Directions: All entries given below are to be returned word for word.

The input:
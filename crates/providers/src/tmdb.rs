//! Metadata client for the TMDB API.
//!
//! Supplies display names, release dates, ratings, posters, and genres
//! when a title is added to the catalog. Movies and dramas hit different
//! endpoints with differently-named fields; both map to [`TitleMetadata`].

use chrono::{NaiveDate, TimeZone, Utc};
use serde::Deserialize;

use shortscout_core::title::{KIND_DRAMA, KIND_MOVIE};
use shortscout_core::types::Timestamp;

/// Default TMDB API base URL.
pub const DEFAULT_API_URL: &str = "https://api.themoviedb.org/3";

/// Default poster image base URL (w500 renditions).
pub const POSTER_BASE_URL: &str = "https://image.tmdb.org/t/p/w500";

/// Errors from the metadata layer.
#[derive(Debug, thiserror::Error)]
pub enum MetadataError {
    /// The HTTP request itself failed (network, DNS, TLS, etc.).
    #[error("HTTP request failed: {0}")]
    Request(#[from] reqwest::Error),

    /// TMDB returned a non-2xx status code.
    #[error("Metadata API error ({status}): {body}")]
    ApiError {
        /// HTTP status code.
        status: u16,
        /// Raw response body for debugging.
        body: String,
    },
}

/// One metadata search hit, normalized across movies and dramas.
#[derive(Debug, Clone)]
pub struct TitleMetadata {
    pub provider_id: i64,
    pub kind: String,
    pub name: String,
    pub release_date: Option<Timestamp>,
    /// 0-10 vote average.
    pub rating: f64,
    pub poster_path: Option<String>,
    pub genre_ids: Vec<i64>,
    pub overview: String,
}

impl TitleMetadata {
    /// Full poster URL, if a poster exists.
    pub fn poster_url(&self) -> Option<String> {
        self.poster_path
            .as_ref()
            .map(|path| format!("{POSTER_BASE_URL}{path}"))
    }
}

/// HTTP client for the TMDB API.
pub struct TmdbApi {
    client: reqwest::Client,
    api_url: String,
    api_key: String,
}

impl TmdbApi {
    /// Create a client against the default endpoint.
    pub fn new(api_key: String) -> Self {
        Self::with_url(DEFAULT_API_URL.to_string(), api_key)
    }

    /// Create a client against a custom endpoint (used by tests and
    /// proxies).
    pub fn with_url(api_url: String, api_key: String) -> Self {
        Self {
            client: reqwest::Client::new(),
            api_url,
            api_key,
        }
    }

    /// Search movie metadata by name (Korean locale).
    pub async fn search_movies(&self, query: &str) -> Result<Vec<TitleMetadata>, MetadataError> {
        let raw: RawSearchPage<RawMovie> = self.get_search("movie", query).await?;
        Ok(raw.results.into_iter().map(RawMovie::into_metadata).collect())
    }

    /// Search drama (TV) metadata by name (Korean locale).
    pub async fn search_dramas(&self, query: &str) -> Result<Vec<TitleMetadata>, MetadataError> {
        let raw: RawSearchPage<RawTv> = self.get_search("tv", query).await?;
        Ok(raw.results.into_iter().map(RawTv::into_metadata).collect())
    }

    async fn get_search<T: serde::de::DeserializeOwned>(
        &self,
        endpoint: &str,
        query: &str,
    ) -> Result<RawSearchPage<T>, MetadataError> {
        let response = self
            .client
            .get(format!("{}/search/{endpoint}", self.api_url))
            .query(&[
                ("api_key", self.api_key.as_str()),
                ("query", query),
                ("language", "ko-KR"),
            ])
            .send()
            .await?;

        let status = response.status();
        if !status.is_success() {
            let body = response.text().await.unwrap_or_default();
            return Err(MetadataError::ApiError {
                status: status.as_u16(),
                body,
            });
        }

        Ok(response.json().await?)
    }
}

/// Parse TMDB's `YYYY-MM-DD` release date, tolerating the empty strings
/// the API returns for unreleased or obscure entries.
pub fn parse_release_date(raw: &str) -> Option<Timestamp> {
    let date = NaiveDate::parse_from_str(raw, "%Y-%m-%d").ok()?;
    let midnight = date.and_hms_opt(0, 0, 0)?;
    Some(Utc.from_utc_datetime(&midnight))
}

/* --------------------------------------------------------------------------
Wire types
-------------------------------------------------------------------------- */

#[derive(Debug, Deserialize)]
struct RawSearchPage<T> {
    #[serde(default = "Vec::new")]
    results: Vec<T>,
}

#[derive(Debug, Deserialize)]
struct RawMovie {
    id: i64,
    title: String,
    #[serde(default)]
    release_date: String,
    #[serde(default)]
    vote_average: f64,
    poster_path: Option<String>,
    #[serde(default)]
    genre_ids: Vec<i64>,
    #[serde(default)]
    overview: String,
}

impl RawMovie {
    fn into_metadata(self) -> TitleMetadata {
        TitleMetadata {
            provider_id: self.id,
            kind: KIND_MOVIE.to_string(),
            name: self.title,
            release_date: parse_release_date(&self.release_date),
            rating: self.vote_average,
            poster_path: self.poster_path,
            genre_ids: self.genre_ids,
            overview: self.overview,
        }
    }
}

#[derive(Debug, Deserialize)]
struct RawTv {
    id: i64,
    name: String,
    #[serde(default)]
    first_air_date: String,
    #[serde(default)]
    vote_average: f64,
    poster_path: Option<String>,
    #[serde(default)]
    genre_ids: Vec<i64>,
    #[serde(default)]
    overview: String,
}

impl RawTv {
    fn into_metadata(self) -> TitleMetadata {
        TitleMetadata {
            provider_id: self.id,
            kind: KIND_DRAMA.to_string(),
            name: self.name,
            release_date: parse_release_date(&self.first_air_date),
            rating: self.vote_average,
            poster_path: self.poster_path,
            genre_ids: self.genre_ids,
            overview: self.overview,
        }
    }
}

/* --------------------------------------------------------------------------
Tests
-------------------------------------------------------------------------- */

#[cfg(test)]
mod tests {
    use super::*;
    use chrono::Datelike;

    #[test]
    fn release_date_parsing() {
        let parsed = parse_release_date("2003-11-21").unwrap();
        assert_eq!(parsed.year(), 2003);
        assert_eq!(parsed.month(), 11);
        assert!(parse_release_date("").is_none());
        assert!(parse_release_date("not-a-date").is_none());
    }

    #[test]
    fn movie_hit_maps_to_metadata() {
        let raw: RawMovie = serde_json::from_str(
            r#"{
                "id": 670,
                "title": "올드보이",
                "release_date": "2003-11-21",
                "vote_average": 8.3,
                "poster_path": "/abc.jpg",
                "genre_ids": [18, 53],
                "overview": "15년의 감금"
            }"#,
        )
        .unwrap();
        let meta = raw.into_metadata();
        assert_eq!(meta.kind, KIND_MOVIE);
        assert_eq!(meta.name, "올드보이");
        assert!(meta.release_date.is_some());
        assert_eq!(meta.poster_url().as_deref(), Some("https://image.tmdb.org/t/p/w500/abc.jpg"));
    }

    #[test]
    fn tv_hit_tolerates_missing_fields() {
        let raw: RawTv = serde_json::from_str(r#"{ "id": 93405, "name": "미생" }"#).unwrap();
        let meta = raw.into_metadata();
        assert_eq!(meta.kind, KIND_DRAMA);
        assert!(meta.release_date.is_none());
        assert_eq!(meta.rating, 0.0);
        assert!(meta.genre_ids.is_empty());
    }
}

Answer to the problem:
filename crates/providers/src/tmdb.rs
//! Metadata client for the TMDB API.
//!
//! Supplies display names, release dates, ratings, posters, and genres
//! when a title is added to the catalog. Movies and dramas hit different
//! endpoints with differently-named fields; both map to [`TitleMetadata`].

use chrono::{NaiveDate, TimeZone, Utc};
use serde::Deserialize;

use shortscout_core::title::{KIND_DRAMA, KIND_MOVIE};
use shortscout_core::types::Timestamp;

/// Default TMDB API base URL.
pub const DEFAULT_API_URL: &str = "https://api.themoviedb.org/3";

/// Default poster image base URL (w500 renditions).
pub const POSTER_BASE_URL: &str = "https://image.tmdb.org/t/p/w500";

/// Errors from the metadata layer.
#[derive(Debug, thiserror::Error)]
pub enum MetadataError {
    /// The HTTP request itself failed (network, DNS, TLS, etc.).
    #[error("HTTP request failed: {0}")]
    Request(#[from] reqwest::Error),

    /// TMDB returned a non-2xx status code.
    #[error("Metadata API error ({status}): {body}")]
    ApiError {
        /// HTTP status code.
        status: u16,
        /// Raw response body for debugging.
        body: String,
    },
}

/// One metadata search hit, normalized across movies and dramas.
#[derive(Debug, Clone)]
pub struct TitleMetadata {
    pub provider_id: i64,
    pub kind: String,
    pub name: String,
    pub release_date: Option<Timestamp>,
    /// 0-10 vote average.
    pub rating: f64,
    pub poster_path: Option<String>,
    pub genre_ids: Vec<i64>,
    pub overview: String,
}

impl TitleMetadata {
    /// Full poster URL, if a poster exists.
    pub fn poster_url(&self) -> Option<String> {
        self.poster_path
            .as_ref()
            .map(|path| format!("{POSTER_BASE_URL}{path}"))
    }
}

/// HTTP client for the TMDB API.
pub struct TmdbApi {
    client: reqwest::Client,
    api_url: String,
    api_key: String,
}

impl TmdbApi {
    /// Create a client against the default endpoint.
    pub fn new(api_key: String) -> Self {
        Self::with_url(DEFAULT_API_URL.to_string(), api_key)
    }

    /// Create a client against a custom endpoint (used by tests and
    /// proxies).
    pub fn with_url(api_url: String, api_key: String) -> Self {
        Self {
            client: reqwest::Client::new(),
            api_url,
            api_key,
        }
    }

    /// Search movie metadata by name (Korean locale).
    pub async fn search_movies(&self, query: &str) -> Result<Vec<TitleMetadata>, MetadataError> {
        let raw: RawSearchPage<RawMovie> = self.get_search("movie", query).await?;
        Ok(raw.results.into_iter().map(RawMovie::into_metadata).collect())
    }

    /// Search drama (TV) metadata by name (Korean locale).
    pub async fn search_dramas(&self, query: &str) -> Result<Vec<TitleMetadata>, MetadataError> {
        let raw: RawSearchPage<RawTv> = self.get_search("tv", query).await?;
        Ok(raw.results.into_iter().map(RawTv::into_metadata).collect())
    }

    async fn get_search<T: serde::de::DeserializeOwned>(
        &self,
        endpoint: &str,
        query: &str,
    ) -> Result<RawSearchPage<T>, MetadataError> {
        let response = self
            .client
            .get(format!("{}/search/{endpoint}", self.api_url))
            .query(&[
                ("api_key", self.api_key.as_str()),
                ("query", query),
                ("language", "ko-KR"),
            ])
            .send()
            .await?;

        let status = response.status();
        if !status.is_success() {
            let body = response.text().await.unwrap_or_default();
            return Err(MetadataError::ApiError {
                status: status.as_u16(),
                body,
            });
        }

        Ok(response.json().await?)
    }
}

/// Parse TMDB's `YYYY-MM-DD` release date, tolerating the empty strings
/// the API returns for unreleased or obscure entries.
pub fn parse_release_date(raw: &str) -> Option<Timestamp> {
    let date = NaiveDate::parse_from_str(raw, "%Y-%m-%d").ok()?;
    let midnight = date.and_hms_opt(0, 0, 0)?;
    Some(Utc.from_utc_datetime(&midnight))
}

/* --------------------------------------------------------------------------
Wire types
-------------------------------------------------------------------------- */

#[derive(Debug, Deserialize)]
struct RawSearchPage<T> {
    #[serde(default = "Vec::new")]
    results: Vec<T>,
}

#[derive(Debug, Deserialize)]
struct RawMovie {
    id: i64,
    title: String,
    #[serde(default)]
    release_date: String,
    #[serde(default)]
    vote_average: f64,
    poster_path: Option<String>,
    #[serde(default)]
    genre_ids: Vec<i64>,
    #[serde(default)]
    overview: String,
}

impl RawMovie {
    fn into_metadata(self) -> TitleMetadata {
        TitleMetadata {
            provider_id: self.id,
            kind: KIND_MOVIE.to_string(),
            name: self.title,
            release_date: parse_release_date(&self.release_date),
            rating: self.vote_average,
            poster_path: self.poster_path,
            genre_ids: self.genre_ids,
            overview: self.overview,
        }
    }
}

#[derive(Debug, Deserialize)]
struct RawTv {
    id: i64,
    name: String,
    #[serde(default)]
    first_air_date: String,
    #[serde(default)]
    vote_average: f64,
    poster_path: Option<String>,
    #[serde(default)]
    genre_ids: Vec<i64>,
    #[serde(default)]
    overview: String,
}

impl RawTv {
    fn into_metadata(self) -> TitleMetadata {
        TitleMetadata {
            provider_id: self.id,
            kind: KIND_DRAMA.to_string(),
            name: self.name,
            release_date: parse_release_date(&self.first_air_date),
            rating: self.vote_average,
            poster_path: self.poster_path,
            genre_ids: self.genre_ids,
            overview: self.overview,
        }
    }
}

/* --------------------------------------------------------------------------
Tests
-------------------------------------------------------------------------- */

#[cfg(test)]
mod tests {
    use super::*;
    use chrono::Datelike;

    #[test]
    fn release_date_parsing() {
        let parsed = parse_release_date("2003-11-21").unwrap();
        assert_eq!(parsed.year(), 2003);
        assert_eq!(parsed.month(), 11);
        assert!(parse_release_date("").is_none());
        assert!(parse_release_date("not-a-date").is_none());
    }

    #[test]
    fn movie_hit_maps_to_metadata() {
        let raw: RawMovie = serde_json::from_str(
            r#"{
                "id": 670,
                "title": "올드보이",
                "release_date": "2003-11-21",
                "vote_average": 8.3,
                "poster_path": "/abc.jpg",
                "genre_ids": [18, 53],
                "overview": "15년의 감금"
            }"#,
        )
        .unwrap();
        let meta = raw.into_metadata();
        assert_eq!(meta.kind, KIND_MOVIE);
        assert_eq!(meta.name, "올드보이");
        assert!(meta.release_date.is_some());
        assert_eq!(meta.poster_url().as_deref(), Some("https://image.tmdb.org/t/p/w500/abc.jpg"));
    }

    #[test]
    fn tv_hit_tolerates_missing_fields() {
        let raw: RawTv = serde_json::from_str(r#"{ "id": 93405, "name": "미생" }"#).unwrap();
        let meta = raw.into_metadata();
        assert_eq!(meta.kind, KIND_DRAMA);
        assert!(meta.release_date.is_none());
        assert_eq!(meta.rating, 0.0);
        assert!(meta.genre_ids.is_empty());
    }
}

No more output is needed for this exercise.